It amazes me suddenly everyone is a UX designer, what next UX postal workers.
I suspect that most UX designers don’t really know what is involved with a real customer centric process.
When discussing User Experience with people that have only partly encountered the term, I unusually first clear up the myth that User Experience (UX) is just the User Interface (UI).
Often they are surprised at the extent of UX Design and the degree of scientific rigor behind it.
Now it is good that the term UX is starting to mainstream and all sorts of people outside of the IT, marketing and communications industries are realizing its importance.
Still we need to remember why User Experience is not the User Interface:
User Experience is Wider in Scope.
The User Experience covers a lot more than just the visual presentation layer. It can be sound, information organization, behavioual response, environmental conditions, service presentation and so on.
User Interface is usually just Visual.
The UI is just the visual design and the interface design. With maybe a little interaction design, but that is it. It’s very easy to forget about the people aspect of this.
It’s more than Design Patterns.
While design patterns help in the building of a UI. Understanding the behaviours around that pattern and the aspects of the micro interactions is important.
UI Rules are not critical.
Often User Interfaces have rules or guidelines for use. These are often seem as common solutions and are quoted in support of the UI solution. This is a good starting point; however the UX context and customer behavior may take the final solution in a different direction. More work that just applying the “rules” will be required.
The Stuff Before and After the UI
Around the development of any User Interface, ideally there should be a fair amount of UX techniques.
Be this from the initial problem verification, customer research and solution proposals, to the final iterative prototype development and validation. As you can see there are a good deal of processes that can occur before the UI is even considered.
Sure usually a good UX professional can do the UI if required, however limiting their skill set to this alone would be a complete waste of a resource.
The External Lens View
We know we have a problem as UX design is invisible.
It’s not a thing you can point to and say – that is the UX design. With UI design however, you can point and say – “see the sexy User Interface”.
From a external view point, outside of the industry, UX is this magical – almost snake oil like role, that is seen as a luxury item.
After all it doesn’t help in the delivery of the product or making people use it? Or does it?
It could be said that all UX people do is confirm issues, and direct others like developers and designers to the right solutions. In reality does the role exist at all?
Ask most Project Managers, Team Coaches and Project Leads and they will tell you they aren’t really sure what UX people do. But they are sure that an existing team member can fill the role anyway.
Yes all this is all an education and justification issue, you would think after 10 years we would have nailed that one.
Muddying the Roles
There are a good number of Visual Designers and Front End Developers moving into roles as UX Designers, most by simply changing a position title.

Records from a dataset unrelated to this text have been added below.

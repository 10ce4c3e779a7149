//! Weight initialization helpers.
//!
//! Every block in this crate follows the same contract: linear and convolution
//! weights are Xavier/Glorot-uniform initialized from layer fan-in/fan-out,
//! biases start at zero, and the self-attention residual coefficient starts at
//! zero. The helpers here mutate already-registered variables in place under
//! `tch::no_grad` so the autograd graph never sees the initialization writes.

use tch::Tensor;

use crate::{AttentionError, Result};

/// Xavier/Glorot uniform initialization: `U(-b, b)` with
/// `b = sqrt(6 / (fan_in + fan_out))`.
///
/// Supports 2-D linear weights `[out, in]` and 4-D convolution kernels
/// `[out, in, kh, kw]`.
pub fn xavier_uniform(param: &mut Tensor) -> Result<()> {
    let size = param.size();
    let (fan_in, fan_out) = match size.len() {
        2 => (size[1] as f64, size[0] as f64),
        4 => {
            let receptive = (size[2] * size[3]) as f64;
            (size[1] as f64 * receptive, size[0] as f64 * receptive)
        }
        _ => {
            return Err(AttentionError::Config(format!(
                "Xavier initialization expects a 2-D or 4-D weight, got shape {:?}",
                size
            )));
        }
    };
    let bound = (6.0 / (fan_in + fan_out)).sqrt();
    tch::no_grad(|| param.f_uniform_(-bound, bound))?;
    Ok(())
}

/// Zero initialization for bias vectors.
pub fn zeros(param: &mut Tensor) -> Result<()> {
    tch::no_grad(|| param.f_zero_())?;
    Ok(())
}
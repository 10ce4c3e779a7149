//! # Spectral Attention
//!
//! Attention and gating building blocks for complex-spectrogram speech denoising.
//!
//! ## Features
//!
//! - **Sequence attention**: scaled dot-product attention and multi-head attention
//!   over `[batch, length, d_model]` tensors
//! - **Feature-map gating**: channel and spatial gates over `[batch, channel, freq, time]`
//!   spectrograms, and a complex-valued combination (CCBAM) that gates real and
//!   imaginary planes independently
//! - **Global self-attention**: SAGAN-style quadratic self-attention over 2D feature
//!   maps with a learned residual blend
//!
//! Blocks consume and produce plain `tch::Tensor`s. They register their parameters
//! through `tch::nn::Path`, so the hosting network owns the `VarStore` and drives
//! optimization; the blocks themselves never update weights.
//!
//! ## Usage
//!
//! ```no_run
//! use spectral_attention::{
//!     attention::{MultiHeadAttention, MultiHeadConfig},
//!     mask::AttentionMask,
//! };
//! use tch::{nn, Device, Kind, Tensor};
//!
//! let vs = nn::VarStore::new(Device::Cpu);
//! let config = MultiHeadConfig::new(512, 8);
//! let mha = MultiHeadAttention::new(&config, &vs.root()).unwrap();
//!
//! let x = Tensor::rand([4, 10, 512], (Kind::Float, Device::Cpu));
//! let (context, attn) = mha.forward(&x, &x, &x, &AttentionMask::None, false).unwrap();
//! assert_eq!(context.size(), vec![4, 10, 512]);
//! assert_eq!(attn.size(), vec![32, 10, 10]);
//! ```

// ============================================================================
// PUBLIC API MODULES
// ============================================================================

/// Sequence attention: scaled dot-product and multi-head attention
pub mod attention;

/// Channel, spatial, and complex (CCBAM) gating over feature maps
pub mod gate;

/// Weight initialization helpers shared by all blocks
pub mod init;

/// Logging setup for hosts and binaries
pub mod logging;

/// First-class attention mask variants
pub mod mask;

/// Global 2D self-attention with learned residual blend
pub mod self_attention;

// ============================================================================
// PUBLIC API RE-EXPORTS
// ============================================================================

pub use attention::{MultiHeadAttention, MultiHeadConfig, ScaledDotProductAttention};
pub use gate::{
    CcbamConfig, ChannelGate, ChannelGateConfig, ComplexChannelSpatialGate, ComplexSpectrum,
    PoolKind, SpatialGate, SpatialGateConfig,
};
pub use mask::AttentionMask;
pub use self_attention::SelfAttention2d;

// ============================================================================
// ERROR TYPES
// ============================================================================

/// Main error type for the attention library.
///
/// Failures are detected and raised at the boundary of the offending block;
/// nothing is silently corrected and nothing is retried.
#[derive(Debug, thiserror::Error)]
pub enum AttentionError {
    /// Construction-time configuration problem (e.g. `d_model % n_heads != 0`).
    /// Never recoverable; the caller must fix the configuration before use.
    #[error("Configuration error: {0}")]
    Config(String),

    /// Forward-time tensor shape disagreement, surfaced immediately.
    #[error("Shape mismatch: {0}")]
    ShapeMismatch(String),

    /// A softmax row that would be entirely masked out and yield NaN weights.
    #[error("Numeric degenerate: {0}")]
    NumericDegenerate(String),

    /// Error propagated from a fallible libtorch operation.
    #[error("Tensor error: {0}")]
    Tensor(#[from] tch::TchError),
}

/// Result type alias for convenience
pub type Result<T> = std::result::Result<T, AttentionError>;

// ============================================================================
// LIBRARY VERSION INFO
// ============================================================================

/// Library version information
pub const VERSION: &str = env!("CARGO_PKG_VERSION");

/// Library name
pub const NAME: &str = env!("CARGO_PKG_NAME");
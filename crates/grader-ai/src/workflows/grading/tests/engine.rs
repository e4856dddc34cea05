use super::common::*;
use crate::workflows::grading::domain::{AssignmentId, Document};
use crate::workflows::grading::rubric::catalog::RubricCatalog;

#[test]
fn every_builtin_rubric_declares_the_sum_of_its_criteria() {
    let catalog = RubricCatalog::builtin();
    for view in catalog.assignments() {
        let entry = catalog.get(&view.id).expect("registered assignment");
        let criterion_sum: u16 = entry
            .rubric()
            .criteria()
            .iter()
            .map(|criterion| criterion.max_points())
            .sum();
        assert_eq!(
            criterion_sum,
            entry.rubric().max_points(),
            "rubric {} drifted from its criterion sum",
            view.id.as_str()
        );
        assert_eq!(entry.rubric().max_points(), 100);
    }
}

#[test]
fn outline_document_scores_full_marks_on_the_introductory_rubric() {
    let engine = evaluation_engine();
    let outcome = engine.evaluate(
        &AssignmentId::new("practico-1"),
        &outline_full_marks_document(),
    );

    assert_eq!(outcome.score, 100);
    assert_eq!(outcome.rubric_max, 100);
    assert_eq!(outcome.breakdown.len(), 5);
    for entry in &outcome.breakdown {
        assert_eq!(entry.points, entry.max);
        assert!(
            entry.explanation.starts_with("Incluye"),
            "expected a found-branch explanation, got '{}'",
            entry.explanation
        );
    }
}

#[test]
fn score_always_equals_the_capped_breakdown_sum() {
    let engine = evaluation_engine();
    let documents = [
        outline_full_marks_document(),
        empty_document(),
        Document::flat("un texto breve sobre encuestas y entrevistas con (García, 2019)"),
        styled_document(2, 1, 1),
    ];

    for view in engine.catalog().assignments() {
        for document in &documents {
            let outcome = engine.evaluate(&view.id, document);
            let sum: u16 = outcome.breakdown.iter().map(|entry| entry.points).sum();
            assert_eq!(outcome.score, sum.min(outcome.rubric_max));
            assert!(outcome.score <= outcome.rubric_max);
            for entry in &outcome.breakdown {
                assert!(entry.points <= entry.max);
            }
        }
    }
}

#[test]
fn unknown_assignment_fails_open_with_a_zero_result() {
    let engine = evaluation_engine();
    let outcome = engine.evaluate(
        &AssignmentId::new("not-a-real-id"),
        &outline_full_marks_document(),
    );

    assert_eq!(outcome.score, 0);
    assert!(outcome.breakdown.is_empty());
    assert!(outcome.summary.contains("No se encontró una rúbrica"));
}

#[test]
fn empty_document_scores_no_evidence_without_erroring() {
    let engine = evaluation_engine();
    for view in engine.catalog().assignments() {
        let outcome = engine.evaluate(&view.id, &empty_document());
        assert!(outcome.score <= 10, "empty document scored {}", outcome.score);
        for entry in &outcome.breakdown {
            assert!(entry.points <= entry.max);
            assert!(!entry.explanation.is_empty());
        }
    }
}

#[test]
fn assignment_variant_reuses_the_outline_rubric() {
    let engine = evaluation_engine();
    let document = outline_full_marks_document();
    let original = engine.evaluate(&AssignmentId::new("practico-1"), &document);
    let variant = engine.evaluate(&AssignmentId::new("practico-1-variante"), &document);

    assert_eq!(original.score, variant.score);
    assert_eq!(original.breakdown, variant.breakdown);
    assert_ne!(original.assignment_label, variant.assignment_label);
}

#[test]
fn heading_scenario_scores_the_middle_rung() {
    let engine = evaluation_engine();
    let outcome = engine.evaluate(&AssignmentId::new("modulo-6"), &styled_document(1, 1, 0));

    let hierarchy = &outcome.breakdown[0];
    assert_eq!(hierarchy.points, 35);
    assert_eq!(hierarchy.max, 50);
}

#[test]
fn three_heading_levels_reach_the_top_rung() {
    let engine = evaluation_engine();
    let outcome = engine.evaluate(&AssignmentId::new("modulo-6"), &styled_document(1, 1, 1));
    assert_eq!(outcome.breakdown[0].points, 50);
}

#[test]
fn citation_ladder_is_monotone_in_the_citation_count() {
    let engine = evaluation_engine();
    let assignment = AssignmentId::new("modulo-5");

    let mut previous = 0;
    for citations in 0..10 {
        let text = (0..citations)
            .map(|index| format!("(Autor, {})", 2000 + index))
            .collect::<Vec<_>>()
            .join(" y ");
        let outcome = engine.evaluate(&assignment, &Document::flat(text));
        let awarded = outcome.breakdown[0].points;
        assert!(
            awarded >= previous,
            "{citations} citations decreased the award"
        );
        previous = awarded;
    }
}

#[test]
fn quantitative_composite_distinguishes_its_tiers() {
    let engine = evaluation_engine();
    let assignment = AssignmentId::new("practico-7");

    let both = engine.evaluate(
        &assignment,
        &Document::flat("la media fue 3,75 según la prueba anova aplicada"),
    );
    let numbers_only = engine.evaluate(&assignment, &Document::flat("la media fue 3,75"));
    let test_only = engine.evaluate(&assignment, &Document::flat("se aplicó anova"));
    let neither = engine.evaluate(&assignment, &Document::flat("sin resultados"));

    assert_eq!(both.breakdown[0].points, 40);
    assert_eq!(numbers_only.breakdown[0].points, 25);
    assert_eq!(test_only.breakdown[0].points, 25);
    assert_eq!(neither.breakdown[0].points, 10);
}

#[test]
fn catalog_extensions_route_to_the_outline_rubric() {
    let mut catalog = RubricCatalog::builtin();
    let added = catalog
        .extend_from_json(r#"["Práctico N° 9 — Informe final", "Práctico N° 9 — Informe final"]"#)
        .expect("well-formed JSON");
    assert_eq!(added, 1, "duplicate labels must merge");

    let id = catalog
        .resolve("Práctico N° 9 — Informe final")
        .expect("extended label resolves");
    let entry = catalog.get(&id).expect("extended entry registered");
    assert_eq!(entry.rubric().max_points(), 100);
}

#[test]
fn catalog_csv_extension_reads_the_practico_column() {
    let mut catalog = RubricCatalog::builtin();
    let csv = "practico\nPráctico N° 10 — Defensa oral\n";
    let added = catalog
        .extend_from_csv(csv.as_bytes())
        .expect("well-formed CSV");
    assert_eq!(added, 1);
    assert!(catalog.resolve("Práctico N° 10 — Defensa oral").is_some());
}

#[test]
fn resolve_accepts_ids_and_exact_labels_only() {
    let catalog = RubricCatalog::builtin();
    assert!(catalog.resolve("modulo-5").is_some());
    assert!(catalog
        .resolve("Trabajo práctico Módulo 5 — Mendeley: citas en Word y bibliografía")
        .is_some());
    // Substring routing was legacy behavior and is intentionally gone.
    assert!(catalog.resolve("algo con mendeley adentro").is_none());
}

I have no problem with this if a complete customer centric empathic UX Design, as detailed above, is being conducted.
However I have found time and time again this change is just a window dressing at best.
The reality is the only empathy that is expressed is in the statement – “I’m a user, therefore I understand user experience”. Only a marginal consideration is given to the issues of the customer at all.
This leaves people such as myself with a fair degree of UX consulting experience, in a bind. As now I’m just seen as a UI designer.
Others in the UX industry, have become more specific in defining what they do, morphing into Interaction Designers, Human Behaviour Consultants, Customer Research Analysts or just Experience Consultants.
This doesn’t help anyone in the long term, as now outside the UX industry is watered down and truly a bit muddy.
Supporting Skills of UX Design
You know in a way maybe UX Design doesn’t really exist. It’s just a term afterall to group together all our skills used to produce balanced solution.
When you’re building for a good UX design, you don’t really go out and apply your skills in UX design. You tend to instead use on of the following supporting techniques to bolster up the UX design solution in context of the overall process; of which the User Interface is just a component.
Whether you are a recruiter, an agency director or a project manager; remember there is a distinct difference between a UX and UI designer. If you advertise for a hybrid I’m going to expect to see some skills cross over not just front-end designer skills.